We usually share photos to better relate our experiences and provide a more personal look at a country and its culture. Here we do the same, but we add a cautionary tale.
Aside from the garden-variety border scam (from which a group of righteous Nicaraguan women saved us), our time in Nicaragua was pleasant and relatively hassle-free: climbing volcanoes, enjoying colonial cities, visiting revolution and martyrs' museums, relaxing on a volcanic island, and meeting microfinance clients outside of the capital city.
After our visit, we fortunately had little first-hand experience to refute the prevailing guidebook wisdom suggesting that Nicaragua is the safest country to visit in Central America.
Then a few weeks ago we received a message from Nikol and Martin, a Czech couple we became friends with while trekking Nicaragua’s El Hoyo and Cerro Negro volcanoes. The joy of receiving a message from fellow travelers we really connected with (as it happens, we lived just blocks from one another in Prague) was quickly replaced by shock. Their story knocked the wind out of us:
…after Granada we wanted to go to Rivas…one lady asked us where we were going and said she was going in the same direction. She showed us the bus terminal. When we reached the station, she asked us if we wanted to share a taxi to Rivas; there was a car, she asked the price. (1st mistake: we did not check if it was a real taxi and didn’t mark license plate; 2nd mistake: our bags were put behind the seat, not in the trunk). We sat in the back with the lady and driver… on the way to Rivas he took another guy and he sat with us in the back and after a while another guy came in on the front seat… so we did not have any bad feeling … we were talking with all of them…suddenly the car turned down a quiet street and the guy from the front seat pointed a knife at us and screamed ‘DINEROS!’ (MONEY!)
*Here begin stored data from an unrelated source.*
//! Framework error type.
//!
//! Sub-crates define their own error enums and wrap `WlError` as one variant
//! via `#[from]`, so `?` works across crate boundaries.

use thiserror::Error;

/// The top-level error type for `wl-core` and a common base for sub-crates.
#[derive(Debug, Error)]
pub enum WlError {
    #[error("configuration error: {0}")]
    Config(String),
}

/// Shorthand result type for all `wl-*` crates.
pub type WlResult<T> = Result<T, WlError>;
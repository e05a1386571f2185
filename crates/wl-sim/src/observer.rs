//! Simulation observer trait for progress reporting and data collection.

use wl_core::Tick;
use wl_process::PeriodRecord;

/// Callbacks invoked by [`Sim::run`][crate::Sim::run] at key points in the
/// event loop.
///
/// All methods have default no-op implementations so implementors only need to
/// override what they care about.
///
/// # Example — progress printer
///
/// ```rust,ignore
/// struct ProgressPrinter;
///
/// impl SimObserver for ProgressPrinter {
///     fn on_period_end(&mut self, record: &PeriodRecord, _waits: &[u64]) {
///         println!("week {}: {} waiting", record.period.0 + 1, record.queue_length);
///     }
/// }
/// ```
pub trait SimObserver {
    /// Called when the clock reaches a tick with pending events, before any
    /// process runs.
    fn on_tick_start(&mut self, _tick: Tick) {}

    /// Called after every process due at `tick` has run.
    ///
    /// `resumed` is the number of process resumptions executed this tick.
    fn on_tick_end(&mut self, _tick: Tick, _resumed: usize) {}

    /// Called once per completed service round.
    ///
    /// `waits` holds the waiting times recorded during that round, in
    /// dequeue order.
    fn on_period_end(&mut self, _record: &PeriodRecord, _waits: &[u64]) {}

    /// Called once after the run reaches its end tick.
    fn on_sim_end(&mut self, _final_tick: Tick) {}
}

/// A [`SimObserver`] that does nothing.  Use when you need to call `run` but
/// don't want progress callbacks.
pub struct NoopObserver;

impl SimObserver for NoopObserver {}
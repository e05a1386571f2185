//! Strongly typed identifier wrappers and the per-run entity allocator.
//!
//! All IDs are `Copy + Ord + Hash` so they can be used as map keys and kept
//! in ordered collections without ceremony.

use std::fmt;

/// Generate a typed ID wrapper around a primitive integer.
macro_rules! typed_id {
    ($(#[$attr:meta])* $vis:vis struct $name:ident($inner:ty);) => {
        $(#[$attr])*
        #[derive(Copy, Clone, PartialEq, Eq, Hash, PartialOrd, Ord, Debug)]
        #[cfg_attr(feature = "serde", derive(serde::Serialize, serde::Deserialize))]
        $vis struct $name(pub $inner);

        impl $name {
            /// Cast to `usize` for direct use as a `Vec` index.
            #[inline(always)]
            pub fn index(self) -> usize {
                self.0 as usize
            }
        }

        impl fmt::Display for $name {
            fn fmt(&self, f: &mut fmt::Formatter<'_>) -> fmt::Result {
                write!(f, "{}({})", stringify!($name), self.0)
            }
        }
    };
}

typed_id! {
    /// Identifier of a queued entity (e.g. a patient).  Never reused within a run.
    pub struct EntityId(u64);
}

typed_id! {
    /// Zero-based index of a simulated period (week).
    pub struct PeriodIndex(u32);
}

typed_id! {
    /// Index of a process registered with the scheduler, in registration order.
    pub struct ProcessId(u32);
}

// ── EntityAllocator ───────────────────────────────────────────────────────────

/// Issues unique, strictly increasing [`EntityId`]s for one scenario run.
///
/// The first id handed out is `EntityId(1)`.  Each run constructs its own
/// allocator, so ids never leak between scenarios.
#[derive(Debug, Default, Clone)]
pub struct EntityAllocator {
    last: u64,
}

impl EntityAllocator {
    pub fn new() -> Self {
        Self::default()
    }

    /// Return a fresh id strictly greater than every id returned before.
    #[inline]
    pub fn next_id(&mut self) -> EntityId {
        self.last += 1;
        EntityId(self.last)
    }
}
…they caught our hands and legs, put something over our heads, punched Martin a few times and started to search us. We did not have lot of money, even on the credit card, so they were getting more and more upset. They drove with us for two hours and went through our backpacks (behind the seats) and took our clothes, trekking shoes, camera, books, all the souvenirs, cell phone, diary, everything. After 2 hours they kicked us out with our day bags, passports and 400 Cordobas ($20) twenty kilometers from Managua.
Some locals took us to a Christian community so we contacted my sister through Skype. The rest of our trip we used Western Union.
Nikol and Martin are experienced travelers. They speak Spanish and have seen their share of scams and adventure (for example, Nikol traveled around Northern India on a motorbike). Their story hit very close to home. The thought that it could have easily been us haunted us for days.
Sure, you could argue that no one should take shared taxis, or that you should write down the license plate number of every one you take. But the reality is that after spending months in Central America without any problems, it's easy to become accustomed to doing what the locals do, including taking shared taxis and becoming friendly with people you meet on the street.
You become comfortable, you tire, you trust (and you want to trust); you let your guard down. You find yourself at the intersection of fatigue, trust and vulnerability. As long-term travelers, we have all been there. What separated their fate from ours was fortune and timing.
The reality is that Nikol's and Martin's experience could have happened in any number of countries. Nicaragua, like anywhere else, is not beyond crime and violence particularly where poverty, money and tourists intersect.
So what does this story have to do with photos from Nicaragua?
Nikol’s message to us ended with:
Please, if by any chance, we can see more pictures from your trip it would be just perfect for us to have something to look through at home and to show to our friends.
So we dedicate these photo sets to Nikol and Martin and the photos they weren't able to bring home.